Guillermo Ochoa, arquero mexicano de 31 años de edad, pese a las críticas y argumentos en su contra, es un jugador que siempre termina por dar resultados y tener grandes actuaciones.

Pese a estos buenos momentos, nunca ha podido unirse a un club competitivo, uno donde sus actuaciones brillen por lo fundamentales que lleguen a ser y no porque termina por salvar de goleadas a sus equipos.

Su llegada a Europa se dio por medio del Ajaccio, en aquel momento de la primera división de Francia, en una decisión controvertida, pero respetada por muchos, al dejar las comodidades que tenía en América y cumplir un sueño, además de estar en un equipo donde podría cumplir la cantidad de años para conseguir el pasaporte comunitario.

La controversia llegó después de Mundial de Brasil 2014, uno donde destacó por sus actuaciones, siendo más que recordada aquella ante Brasil en etapa de grupos donde fue fundamental para el empate a cero goles.

Después del gran torneo, no era díficil pensar que se uniría a un mejor equipo, inclusive tras la noticia de que Keylor Navas, arquero costarricense y también de gran Mundial, llegaba a Real Madrid.

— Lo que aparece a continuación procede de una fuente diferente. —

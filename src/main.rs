use anyhow::Context;
use chrono::{DateTime, Utc};
use clap::{Args, Parser, Subcommand};
use tracing::info;

use ethscrape::scraper::validate_range;
use ethscrape::store::DEFAULT_QUERY_LIMIT;
use ethscrape::{
    EtherscanClient, PgTransactionStore, RpcNodeClient, ScraperConfig, Scraper, TransactionFilter,
    TransactionQuery, TransactionRecord, TransactionStore,
};

/// Ethereum transaction scraper
#[derive(Parser)]
#[command(name = "ethscrape", version, about = "Scrape Ethereum transactions into Postgres")]
struct Cli {
    #[command(subcommand)]
    command: Commands,
}

#[derive(Args)]
struct FilterArgs {
    /// Keep transactions whose action contains this term (repeatable, case-insensitive)
    #[arg(long = "method")]
    methods: Vec<String>,
    /// Value filter: '0' for zero-value, 'not-0' for non-zero
    #[arg(long)]
    amount: Option<String>,
}

impl FilterArgs {
    fn build(&self) -> anyhow::Result<TransactionFilter> {
        Ok(TransactionFilter::parse(&self.methods, self.amount.as_deref())?)
    }
}

#[derive(Subcommand)]
enum Commands {
    /// Scrape an inclusive block range
    Scrape {
        #[arg(long)]
        start_block: u64,
        #[arg(long)]
        end_block: u64,
        #[command(flatten)]
        filter: FilterArgs,
    },

    /// Print the number of stored transactions
    CountTransactions,

    /// Print stored transactions
    ShowTransactions {
        #[arg(long)]
        block: Option<u64>,
        #[arg(long)]
        hash: Option<String>,
        #[command(flatten)]
        filter: FilterArgs,
        #[arg(long, default_value_t = DEFAULT_QUERY_LIMIT)]
        limit: u32,
    },
}

fn init_tracing() {
    let env_filter = tracing_subscriber::EnvFilter::try_from_default_env()
        .unwrap_or_else(|_| tracing_subscriber::EnvFilter::new("info"));

    tracing_subscriber::fmt()
        .with_env_filter(env_filter)
        .with_writer(std::io::stderr)
        .init();
}

fn format_timestamp(timestamp: Option<u64>) -> String {
    timestamp
        .and_then(|ts| i64::try_from(ts).ok())
        .and_then(|ts| DateTime::<Utc>::from_timestamp(ts, 0))
        .map(|dt| dt.format("%Y-%m-%d %H:%M:%S UTC").to_string())
        .unwrap_or_else(|| "-".to_string())
}

fn print_record(record: &TransactionRecord) {
    println!("Hash:        {}", record.hash);
    println!("Status:      {}", record.status.label());
    println!("Block:       {}", record.block);
    println!("Timestamp:   {}", format_timestamp(record.timestamp));
    println!("Action:      {}", record.action);
    println!("From:        {}", record.from.as_deref().unwrap_or("-"));
    println!("To:          {}", record.to.as_deref().unwrap_or("-"));
    println!("Value:       {} ETH", record.value.normalize());
    println!("Fee:         {} ETH", record.fee.normalize());
    println!("Gas Price:   {} ETH", record.gas_price.normalize());
    println!("Gas Used:    {}", record.gas_used);
    println!();
}

async fn open_store(config: &ScraperConfig) -> anyhow::Result<PgTransactionStore> {
    let store = PgTransactionStore::connect(&config.database_url)
        .await
        .context("failed to connect to database")?;
    store.ensure_schema().await.context("failed to create schema")?;
    Ok(store)
}

async fn scrape(config: &ScraperConfig, start_block: u64, end_block: u64, filter: TransactionFilter) -> anyhow::Result<()> {
    let node = RpcNodeClient::connect(&config.node_url)
        .await
        .context("failed to reach node")?;
    let api = EtherscanClient::new(config.api_url.clone(), config.api_key.clone())?;
    let store = open_store(config).await?;

    let mut scraper = Scraper::new(node, api, store, config.policy.clone());
    let summary = scraper.run_filtered(start_block, end_block, &filter).await?;

    println!(
        "Scraped {} transactions, saved {} ({} already stored, {} filtered out, {} failed, {} blocks skipped)",
        summary.scraped,
        summary.saved,
        summary.duplicates,
        summary.filtered_out,
        summary.failed_hashes,
        summary.failed_blocks
    );

    let (_, _, store) = scraper.into_parts();
    store.close().await;
    Ok(())
}

/// A command whose input has been validated
enum Job {
    Scrape {
        start_block: u64,
        end_block: u64,
        filter: TransactionFilter,
    },
    Count,
    Show(TransactionQuery),
}

impl Commands {
    fn into_job(self) -> anyhow::Result<Job> {
        Ok(match self {
            Commands::Scrape { start_block, end_block, filter } => {
                validate_range(start_block, end_block)?;
                Job::Scrape {
                    start_block,
                    end_block,
                    filter: filter.build()?,
                }
            }
            Commands::CountTransactions => Job::Count,
            Commands::ShowTransactions { block, hash, filter, limit } => Job::Show(TransactionQuery {
                block,
                hash,
                filter: filter.build()?,
                limit,
            }),
        })
    }
}

#[tokio::main]
async fn main() -> anyhow::Result<()> {
    let cli = Cli::parse();
    init_tracing();

    let job = cli.command.into_job()?;

    let config = ScraperConfig::from_env().context("invalid configuration")?;
    info!(?config, "Configuration loaded");

    match job {
        Job::Scrape { start_block, end_block, filter } => scrape(&config, start_block, end_block, filter).await?,
        Job::Count => {
            let store = open_store(&config).await?;
            println!("Total transactions: {}", store.count().await?);
            store.close().await;
        }
        Job::Show(query) => {
            let store = open_store(&config).await?;
            let records = store.find(&query).await?;
            if records.is_empty() {
                println!("No transactions found");
            }
            for record in &records {
                print_record(record);
            }
            store.close().await;
        }
    }

    Ok(())
}
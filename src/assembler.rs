//! Transaction Assembly
//!
//! Combines a raw transaction, its receipt and an optional block timestamp into the
//! normalized record that gets persisted. Derived fields (status, action, fee) are
//! computed here and nowhere else.

use alloy::primitives::U256;
use rust_decimal::Decimal;
use serde::{Deserialize, Serialize};
use thiserror::Error;

use crate::etherscan::{RawReceipt, RawTransaction};
use crate::units::{base_units_to_major, hex_to_int, hex_to_u64, opt_hex_to_int, UnitError};

/// Call data of a plain value transfer
pub const EMPTY_CALL: &str = "0x";

/// Receipt status code of a successful transaction
pub const STATUS_SUCCESS: &str = "0x1";

/// Errors that can occur while assembling a record
#[derive(Error, Debug, Clone, PartialEq, Eq)]
pub enum AssemblyError {
    #[error("Missing required field '{0}'")]
    MissingField(&'static str),

    #[error("Invalid transaction hash '{0}'")]
    InvalidHash(String),

    #[error("Payload hash {returned} does not match requested hash {requested}")]
    HashMismatch { requested: String, returned: String },

    #[error("Field '{field}': {source}")]
    Unit {
        field: &'static str,
        #[source]
        source: UnitError,
    },
}

/// Execution outcome taken from the receipt
#[derive(Debug, Clone, Copy, PartialEq, Eq, Hash, Serialize, Deserialize)]
pub enum TxStatus {
    Success,
    Fail,
}

impl TxStatus {
    /// `0x1` is success, anything else (including absent) is failure
    pub fn from_receipt_code(code: Option<&str>) -> Self {
        match code {
            Some(STATUS_SUCCESS) => TxStatus::Success,
            _ => TxStatus::Fail,
        }
    }

    pub fn is_success(&self) -> bool {
        matches!(self, TxStatus::Success)
    }

    pub fn label(&self) -> &'static str {
        match self {
            TxStatus::Success => "Success",
            TxStatus::Fail => "Fail",
        }
    }
}

/// Coarse classification inferred from call data. Not a decoded method name.
#[derive(Debug, Clone, Copy, PartialEq, Eq, Hash, Serialize, Deserialize)]
pub enum TxAction {
    Transfer,
    ContractCall,
}

impl TxAction {
    pub fn from_input(input: &str) -> Self {
        if input == EMPTY_CALL {
            TxAction::Transfer
        } else {
            TxAction::ContractCall
        }
    }

    /// Label stored in the `action` column
    pub fn label(&self) -> &'static str {
        match self {
            TxAction::Transfer => "Transfer",
            TxAction::ContractCall => "Contract Call",
        }
    }
}

/// Fully assembled transaction, one row of the `transactions` table
#[derive(Debug, Clone, PartialEq, Eq, Serialize, Deserialize)]
#[serde(rename_all = "camelCase")]
pub struct TransactionRecord {
    /// `0x` + 64 lowercase hex digits
    pub hash: String,
    pub status: TxStatus,
    pub block: u64,
    /// Unix time of the containing block, absent when the lookup failed
    pub timestamp: Option<u64>,
    pub action: String,
    pub from: Option<String>,
    /// None for contract creation
    pub to: Option<String>,
    /// Ether
    pub value: Decimal,
    /// Ether, always `gas_price * gas_used`
    pub fee: Decimal,
    /// Ether per gas unit
    pub gas_price: Decimal,
    pub gas_used: u64,
    pub cumulative_gas_used: u64,
    pub input_data: String,
}

/// Check the fixed `0x` + 64 hex digit hash format
pub fn is_valid_tx_hash(hash: &str) -> bool {
    hash.strip_prefix("0x")
        .is_some_and(|digits| digits.len() == 64 && digits.bytes().all(|b| b.is_ascii_hexdigit()))
}

fn required<'a>(field: Option<&'a String>, name: &'static str) -> Result<&'a str, AssemblyError> {
    field.map(String::as_str).ok_or(AssemblyError::MissingField(name))
}

fn unit_err(field: &'static str) -> impl Fn(UnitError) -> AssemblyError {
    move |source| AssemblyError::Unit { field, source }
}

/// Build a record from the raw API payloads.
///
/// # Arguments
/// * `requested_hash` - Hash the payloads were fetched for
/// * `tx` - Result of `eth_getTransactionByHash`
/// * `receipt` - Result of `eth_getTransactionReceipt`
/// * `timestamp` - Block timestamp, if it could be fetched
///
/// # Returns
/// The record, or an error if `hash`, `blockNumber`, `value`, `gasPrice` or `gasUsed`
/// is missing or unparsable.
pub fn assemble(
    requested_hash: &str,
    tx: &RawTransaction,
    receipt: &RawReceipt,
    timestamp: Option<u64>,
) -> Result<TransactionRecord, AssemblyError> {
    let hash = required(tx.hash.as_ref(), "hash")?.to_ascii_lowercase();
    if !is_valid_tx_hash(&hash) {
        return Err(AssemblyError::InvalidHash(hash));
    }
    if !hash.eq_ignore_ascii_case(requested_hash) {
        return Err(AssemblyError::HashMismatch {
            requested: requested_hash.to_string(),
            returned: hash,
        });
    }

    let block = hex_to_u64(required(tx.block_number.as_ref(), "blockNumber")?).map_err(unit_err("blockNumber"))?;
    let value_wei = hex_to_int(required(tx.value.as_ref(), "value")?).map_err(unit_err("value"))?;
    let gas_price_wei = hex_to_int(required(tx.gas_price.as_ref(), "gasPrice")?).map_err(unit_err("gasPrice"))?;
    let gas_used = hex_to_u64(required(receipt.gas_used.as_ref(), "gasUsed")?).map_err(unit_err("gasUsed"))?;
    let cumulative_gas_used = opt_hex_to_int(receipt.cumulative_gas_used.as_deref())
        .and_then(|v| u64::try_from(v).map_err(|_| UnitError::Overflow(v.to_string(), "u64")))
        .map_err(unit_err("cumulativeGasUsed"))?;

    // fee in wei first, so the ether value is exact
    let fee_wei = gas_price_wei
        .checked_mul(U256::from(gas_used))
        .ok_or_else(|| AssemblyError::Unit {
            field: "fee",
            source: UnitError::Overflow(format!("{} * {}", gas_price_wei, gas_used), "U256"),
        })?;

    let input_data = match tx.input.as_deref() {
        None | Some("") => EMPTY_CALL.to_string(),
        Some(input) => input.to_string(),
    };

    Ok(TransactionRecord {
        hash,
        status: TxStatus::from_receipt_code(receipt.status.as_deref()),
        block,
        timestamp,
        action: TxAction::from_input(&input_data).label().to_string(),
        from: tx.from.clone(),
        to: tx.to.clone(),
        value: base_units_to_major(value_wei).map_err(unit_err("value"))?,
        fee: base_units_to_major(fee_wei).map_err(unit_err("fee"))?,
        gas_price: base_units_to_major(gas_price_wei).map_err(unit_err("gasPrice"))?,
        gas_used,
        cumulative_gas_used,
        input_data,
    })
}
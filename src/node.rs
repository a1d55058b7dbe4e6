//! Node RPC Client
//!
//! Enumerates transaction hashes and block timestamps from an Ethereum node over HTTP.
//! Connectivity is checked when the client is built so an unreachable endpoint surfaces
//! as a configuration problem instead of a failure deep inside a run.

use alloy::providers::{Provider, ProviderBuilder, RootProvider};
use alloy::rpc::types::{Block, BlockNumberOrTag, BlockTransactionsKind};
use alloy::transports::http::{Client, Http};
use async_trait::async_trait;
use thiserror::Error;
use tracing::{debug, info};

/// Alloy provider type used for the node endpoint
pub type HttpProvider = RootProvider<Http<Client>>;

/// Errors that can occur while talking to the node
#[derive(Error, Debug)]
pub enum NodeError {
    #[error("Invalid node URL '{url}': {reason}")]
    InvalidUrl { url: String, reason: String },

    #[error("Node unreachable: {0}")]
    Connectivity(String),

    #[error("Block {0} not found")]
    BlockNotFound(u64),
}

/// Read-side capabilities the scraper needs from a node
#[cfg_attr(test, mockall::automock)]
#[async_trait]
pub trait NodeClient: Send + Sync {
    /// Cheap round trip used to detect a dead endpoint before a run starts
    async fn check_connectivity(&self) -> Result<u64, NodeError>;

    /// Transaction hashes of a block, in block order, as `0x`-prefixed lowercase hex
    async fn transaction_hashes(&self, block_number: u64) -> Result<Vec<String>, NodeError>;

    /// Unix timestamp of a block
    async fn block_timestamp(&self, block_number: u64) -> Result<u64, NodeError>;
}

/// Validate that a string looks like an HTTP(S) node endpoint
pub fn validate_node_url(url: &str) -> Result<reqwest::Url, NodeError> {
    let invalid = |reason: String| NodeError::InvalidUrl {
        url: url.to_string(),
        reason,
    };

    if url.trim().is_empty() {
        return Err(invalid("URL cannot be empty".to_string()));
    }

    let parsed = reqwest::Url::parse(url).map_err(|e| invalid(e.to_string()))?;
    match parsed.scheme() {
        "http" | "https" => Ok(parsed),
        other => Err(invalid(format!("unsupported scheme '{}', expected http or https", other))),
    }
}

/// Node client backed by an alloy HTTP provider
pub struct RpcNodeClient {
    provider: HttpProvider,
    url: String,
}

impl RpcNodeClient {
    /// Build a client for `url` and verify the node answers.
    pub async fn connect(url: &str) -> Result<Self, NodeError> {
        let parsed = validate_node_url(url)?;

        info!("Connecting to node at {}", parsed.as_str());
        let client = Self {
            provider: ProviderBuilder::new().on_http(parsed),
            url: url.to_string(),
        };

        let head = client.check_connectivity().await?;
        info!(head, "Node connection established");

        Ok(client)
    }

    /// Get the endpoint URL
    pub fn url(&self) -> &str {
        &self.url
    }

    async fn block_header_only(&self, block_number: u64) -> Result<Block, NodeError> {
        self.provider
            .get_block_by_number(
                BlockNumberOrTag::Number(block_number),
                BlockTransactionsKind::Hashes,
            )
            .await
            .map_err(|e| NodeError::Connectivity(e.to_string()))?
            .ok_or(NodeError::BlockNotFound(block_number))
    }
}

#[async_trait]
impl NodeClient for RpcNodeClient {
    async fn check_connectivity(&self) -> Result<u64, NodeError> {
        self.provider
            .get_block_number()
            .await
            .map_err(|e| NodeError::Connectivity(e.to_string()))
    }

    async fn transaction_hashes(&self, block_number: u64) -> Result<Vec<String>, NodeError> {
        let block = self.block_header_only(block_number).await?;

        let hashes: Vec<String> = block
            .transactions
            .as_hashes()
            .map(|hashes| hashes.iter().map(|h| format!("{:#x}", h)).collect())
            .unwrap_or_default();

        debug!(block = block_number, count = hashes.len(), "Listed block transactions");
        Ok(hashes)
    }

    async fn block_timestamp(&self, block_number: u64) -> Result<u64, NodeError> {
        let block = self.block_header_only(block_number).await?;
        Ok(block.header.timestamp)
    }
}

Pese a ello, lo mejor que pudo conseguir Ochoa fue el Malagá de la Liga de España, un equipo que ni siquiera la titularidad le pudo asegurar debido a los años de experiencia de Carlos Kameni, por lo que tuvo que pasar la mayor parte del tiempo en la banca y fuera de actividad.

Sin conseguir minutos, poco pudo hacer para llamar la atención de un mejor club, por lo que dio un nuevo paso atrás al unirse a Granada, equipo con el que descendió la pasada temporada y en el que quedó marcado en la historia de la Liga de España al quedar con el portero más goleado en una sola temporada.

La Copa Confederaciones llegó y a pesar de los gritos que lo pedían fuera de la titularidad, el técnico Juan Carlos Osorio le tuvo la confianza para los duelos importantes, volviendo a demostras buenas cosas.

Después de los acostumbrados rumores, Ochoa prefirió quedarse en Europa a cualquier costo y jugará la siguiente temporada en el Standard de Lieja, equipo que no vive su mejor momento, ya que no ha sido campeón de su liga desde 2009, mientras su último trofeo fue la Copa de la Liga en el 2016.

Guillermo Ochoa tiene los elementos para ser un jugador de mayor clase en Europa, pero sus malas decisiones y poca suerte lo ha orillado a ser uno de esos jugadores que  no dejarán memoria en el futbol fuera de México.